▸ **What to do**
Identify each line below containing the string "query" and copy it.

[Saved entries]
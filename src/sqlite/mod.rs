// SQLite backend, split into:
// - config: open options and their builder
// - params: RowValues -> rusqlite values
// - query: rusqlite rows -> RowValues
// - executor: the Database impl and its streaming cursor

pub mod config;
pub mod executor;
pub mod params;
pub mod query;

pub use config::{SqliteOptions, SqliteOptionsBuilder};
pub use executor::SqliteDatabase;
pub use params::Params as SqliteParams;
pub use query::sqlite_extract_value;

▸ **Answer space**
// - query: rusqlite rows -> RowValues
pub mod query;
pub use query::sqlite_extract_value;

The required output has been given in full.